## ASSIGNMENT
Copy each line below in which the string "wrapping" occurs.

Saved data entries
==========

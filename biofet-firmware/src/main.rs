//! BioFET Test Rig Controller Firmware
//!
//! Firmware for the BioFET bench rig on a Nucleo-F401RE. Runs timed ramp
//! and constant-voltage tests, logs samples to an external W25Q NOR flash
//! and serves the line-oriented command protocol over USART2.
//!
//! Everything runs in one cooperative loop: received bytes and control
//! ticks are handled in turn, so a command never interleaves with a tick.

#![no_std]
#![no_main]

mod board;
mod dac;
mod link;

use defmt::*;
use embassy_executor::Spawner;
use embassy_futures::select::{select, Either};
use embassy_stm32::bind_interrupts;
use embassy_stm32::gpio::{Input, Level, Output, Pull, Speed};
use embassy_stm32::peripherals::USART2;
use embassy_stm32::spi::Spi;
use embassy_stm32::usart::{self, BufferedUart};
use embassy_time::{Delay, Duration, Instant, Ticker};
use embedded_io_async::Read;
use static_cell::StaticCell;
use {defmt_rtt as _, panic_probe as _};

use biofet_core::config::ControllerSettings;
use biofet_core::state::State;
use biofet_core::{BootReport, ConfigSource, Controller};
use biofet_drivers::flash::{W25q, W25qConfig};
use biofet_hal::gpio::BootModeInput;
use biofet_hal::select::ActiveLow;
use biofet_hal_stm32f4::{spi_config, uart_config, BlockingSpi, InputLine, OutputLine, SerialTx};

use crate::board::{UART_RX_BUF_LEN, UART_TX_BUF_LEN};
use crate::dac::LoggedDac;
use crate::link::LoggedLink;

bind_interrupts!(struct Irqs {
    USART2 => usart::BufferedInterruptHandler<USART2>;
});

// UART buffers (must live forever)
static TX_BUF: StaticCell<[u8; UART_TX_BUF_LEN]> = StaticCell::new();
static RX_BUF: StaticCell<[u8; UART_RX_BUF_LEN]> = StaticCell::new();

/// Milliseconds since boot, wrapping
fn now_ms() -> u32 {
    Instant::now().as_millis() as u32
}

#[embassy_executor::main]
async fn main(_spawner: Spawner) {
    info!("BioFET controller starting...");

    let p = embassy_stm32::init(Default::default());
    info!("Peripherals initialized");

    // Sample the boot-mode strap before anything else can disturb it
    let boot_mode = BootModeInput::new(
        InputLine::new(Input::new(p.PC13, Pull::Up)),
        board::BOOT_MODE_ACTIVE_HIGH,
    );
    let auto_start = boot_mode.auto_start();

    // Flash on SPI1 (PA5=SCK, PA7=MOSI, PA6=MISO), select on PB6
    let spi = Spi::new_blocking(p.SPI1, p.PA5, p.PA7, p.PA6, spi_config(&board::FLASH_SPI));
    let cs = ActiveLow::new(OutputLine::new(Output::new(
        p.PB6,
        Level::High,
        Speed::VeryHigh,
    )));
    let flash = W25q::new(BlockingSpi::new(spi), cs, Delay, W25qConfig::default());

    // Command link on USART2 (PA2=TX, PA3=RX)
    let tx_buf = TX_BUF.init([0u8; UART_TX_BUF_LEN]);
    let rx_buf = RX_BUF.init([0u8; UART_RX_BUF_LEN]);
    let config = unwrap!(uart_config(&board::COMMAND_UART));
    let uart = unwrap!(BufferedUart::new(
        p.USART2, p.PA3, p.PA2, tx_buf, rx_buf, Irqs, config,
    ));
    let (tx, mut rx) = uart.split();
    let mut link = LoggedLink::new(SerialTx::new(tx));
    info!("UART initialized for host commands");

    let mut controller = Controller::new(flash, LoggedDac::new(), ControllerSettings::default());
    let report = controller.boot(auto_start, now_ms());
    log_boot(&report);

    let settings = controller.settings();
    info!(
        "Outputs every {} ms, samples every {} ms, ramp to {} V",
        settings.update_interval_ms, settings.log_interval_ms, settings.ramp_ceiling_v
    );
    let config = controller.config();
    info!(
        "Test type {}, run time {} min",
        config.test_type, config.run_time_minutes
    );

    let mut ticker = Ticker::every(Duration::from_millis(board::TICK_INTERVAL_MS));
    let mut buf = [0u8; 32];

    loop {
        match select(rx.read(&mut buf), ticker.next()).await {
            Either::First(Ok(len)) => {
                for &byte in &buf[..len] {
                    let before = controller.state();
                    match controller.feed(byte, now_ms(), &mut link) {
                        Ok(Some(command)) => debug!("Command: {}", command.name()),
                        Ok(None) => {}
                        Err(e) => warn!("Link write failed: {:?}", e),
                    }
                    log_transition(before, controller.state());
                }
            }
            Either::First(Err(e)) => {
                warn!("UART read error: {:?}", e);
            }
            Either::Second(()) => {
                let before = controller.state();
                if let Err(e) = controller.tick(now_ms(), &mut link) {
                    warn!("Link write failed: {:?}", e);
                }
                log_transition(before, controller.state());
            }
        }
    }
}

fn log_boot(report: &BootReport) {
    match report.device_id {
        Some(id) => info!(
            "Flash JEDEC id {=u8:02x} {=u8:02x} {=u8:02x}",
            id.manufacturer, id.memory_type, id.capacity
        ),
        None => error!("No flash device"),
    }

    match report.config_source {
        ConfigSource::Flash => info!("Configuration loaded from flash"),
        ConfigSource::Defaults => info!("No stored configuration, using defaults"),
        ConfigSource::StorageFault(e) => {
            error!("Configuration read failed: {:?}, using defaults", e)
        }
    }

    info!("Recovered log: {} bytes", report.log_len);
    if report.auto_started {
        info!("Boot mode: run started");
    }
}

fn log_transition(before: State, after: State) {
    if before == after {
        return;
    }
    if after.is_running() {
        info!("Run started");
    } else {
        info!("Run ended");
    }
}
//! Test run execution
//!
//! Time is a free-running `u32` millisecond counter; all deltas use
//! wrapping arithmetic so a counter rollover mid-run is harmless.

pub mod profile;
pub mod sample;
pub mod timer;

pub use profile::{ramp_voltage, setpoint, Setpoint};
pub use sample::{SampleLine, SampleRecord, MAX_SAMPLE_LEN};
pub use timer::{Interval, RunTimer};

==========

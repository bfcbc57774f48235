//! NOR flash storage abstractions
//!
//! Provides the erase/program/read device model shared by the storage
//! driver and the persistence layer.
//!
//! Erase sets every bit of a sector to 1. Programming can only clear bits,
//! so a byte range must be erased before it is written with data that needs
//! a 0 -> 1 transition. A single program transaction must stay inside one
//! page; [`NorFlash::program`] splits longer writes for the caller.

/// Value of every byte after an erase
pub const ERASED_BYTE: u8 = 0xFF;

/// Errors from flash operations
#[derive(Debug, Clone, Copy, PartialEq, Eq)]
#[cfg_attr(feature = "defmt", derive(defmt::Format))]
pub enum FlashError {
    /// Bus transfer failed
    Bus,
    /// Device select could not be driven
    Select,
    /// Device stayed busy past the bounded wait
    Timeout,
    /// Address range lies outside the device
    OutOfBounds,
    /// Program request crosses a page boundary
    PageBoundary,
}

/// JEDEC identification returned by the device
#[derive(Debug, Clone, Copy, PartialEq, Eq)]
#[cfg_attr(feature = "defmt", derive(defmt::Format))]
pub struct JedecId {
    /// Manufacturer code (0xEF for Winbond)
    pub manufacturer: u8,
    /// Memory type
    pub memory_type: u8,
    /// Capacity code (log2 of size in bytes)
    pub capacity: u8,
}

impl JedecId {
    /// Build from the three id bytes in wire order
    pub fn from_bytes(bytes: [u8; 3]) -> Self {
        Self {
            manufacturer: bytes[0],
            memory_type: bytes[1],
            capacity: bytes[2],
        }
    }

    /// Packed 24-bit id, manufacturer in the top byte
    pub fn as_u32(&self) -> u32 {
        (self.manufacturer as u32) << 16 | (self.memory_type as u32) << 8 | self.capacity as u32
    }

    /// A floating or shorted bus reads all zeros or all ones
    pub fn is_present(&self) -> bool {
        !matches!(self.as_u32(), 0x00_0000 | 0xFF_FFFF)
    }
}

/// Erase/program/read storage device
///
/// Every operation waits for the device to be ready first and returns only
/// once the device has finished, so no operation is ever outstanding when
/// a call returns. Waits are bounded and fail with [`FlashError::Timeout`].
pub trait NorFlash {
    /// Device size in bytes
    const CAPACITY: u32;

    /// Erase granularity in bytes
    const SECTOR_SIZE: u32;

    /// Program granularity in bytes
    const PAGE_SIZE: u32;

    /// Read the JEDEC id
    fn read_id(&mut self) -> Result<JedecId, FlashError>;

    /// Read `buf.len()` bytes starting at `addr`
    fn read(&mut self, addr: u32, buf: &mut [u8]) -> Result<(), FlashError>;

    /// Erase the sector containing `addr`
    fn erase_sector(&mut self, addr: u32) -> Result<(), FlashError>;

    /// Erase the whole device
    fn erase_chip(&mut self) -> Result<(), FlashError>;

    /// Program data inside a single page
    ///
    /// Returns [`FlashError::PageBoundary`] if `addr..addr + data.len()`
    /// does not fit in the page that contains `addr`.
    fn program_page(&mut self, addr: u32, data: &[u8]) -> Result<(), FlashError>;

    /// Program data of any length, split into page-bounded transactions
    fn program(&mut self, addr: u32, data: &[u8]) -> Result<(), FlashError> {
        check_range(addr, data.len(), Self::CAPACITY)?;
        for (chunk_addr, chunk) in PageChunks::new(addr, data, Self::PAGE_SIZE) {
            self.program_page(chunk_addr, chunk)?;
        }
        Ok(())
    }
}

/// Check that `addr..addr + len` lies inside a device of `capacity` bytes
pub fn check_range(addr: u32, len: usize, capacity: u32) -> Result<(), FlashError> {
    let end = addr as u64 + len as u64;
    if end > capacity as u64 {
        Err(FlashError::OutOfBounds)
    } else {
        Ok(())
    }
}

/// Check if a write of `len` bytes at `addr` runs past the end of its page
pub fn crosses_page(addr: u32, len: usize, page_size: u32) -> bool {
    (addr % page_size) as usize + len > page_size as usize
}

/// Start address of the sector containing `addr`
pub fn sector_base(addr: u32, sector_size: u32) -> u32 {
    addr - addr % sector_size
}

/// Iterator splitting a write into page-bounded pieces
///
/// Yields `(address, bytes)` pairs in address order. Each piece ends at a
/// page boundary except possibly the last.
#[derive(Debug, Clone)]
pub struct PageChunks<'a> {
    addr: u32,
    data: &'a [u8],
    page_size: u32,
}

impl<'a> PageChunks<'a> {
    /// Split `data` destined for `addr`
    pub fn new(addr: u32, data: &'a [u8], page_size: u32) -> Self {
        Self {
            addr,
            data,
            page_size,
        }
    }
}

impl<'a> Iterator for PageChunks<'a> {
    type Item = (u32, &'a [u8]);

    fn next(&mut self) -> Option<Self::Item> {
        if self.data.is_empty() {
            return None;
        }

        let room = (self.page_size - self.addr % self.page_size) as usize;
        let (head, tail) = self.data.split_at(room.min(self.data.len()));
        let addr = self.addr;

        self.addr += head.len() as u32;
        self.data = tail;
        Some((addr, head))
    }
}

==========

## FINISHED EXERCISE
/// Milliseconds since boot, wrapping
//! wrapping arithmetic so a counter rollover mid-run is harmless.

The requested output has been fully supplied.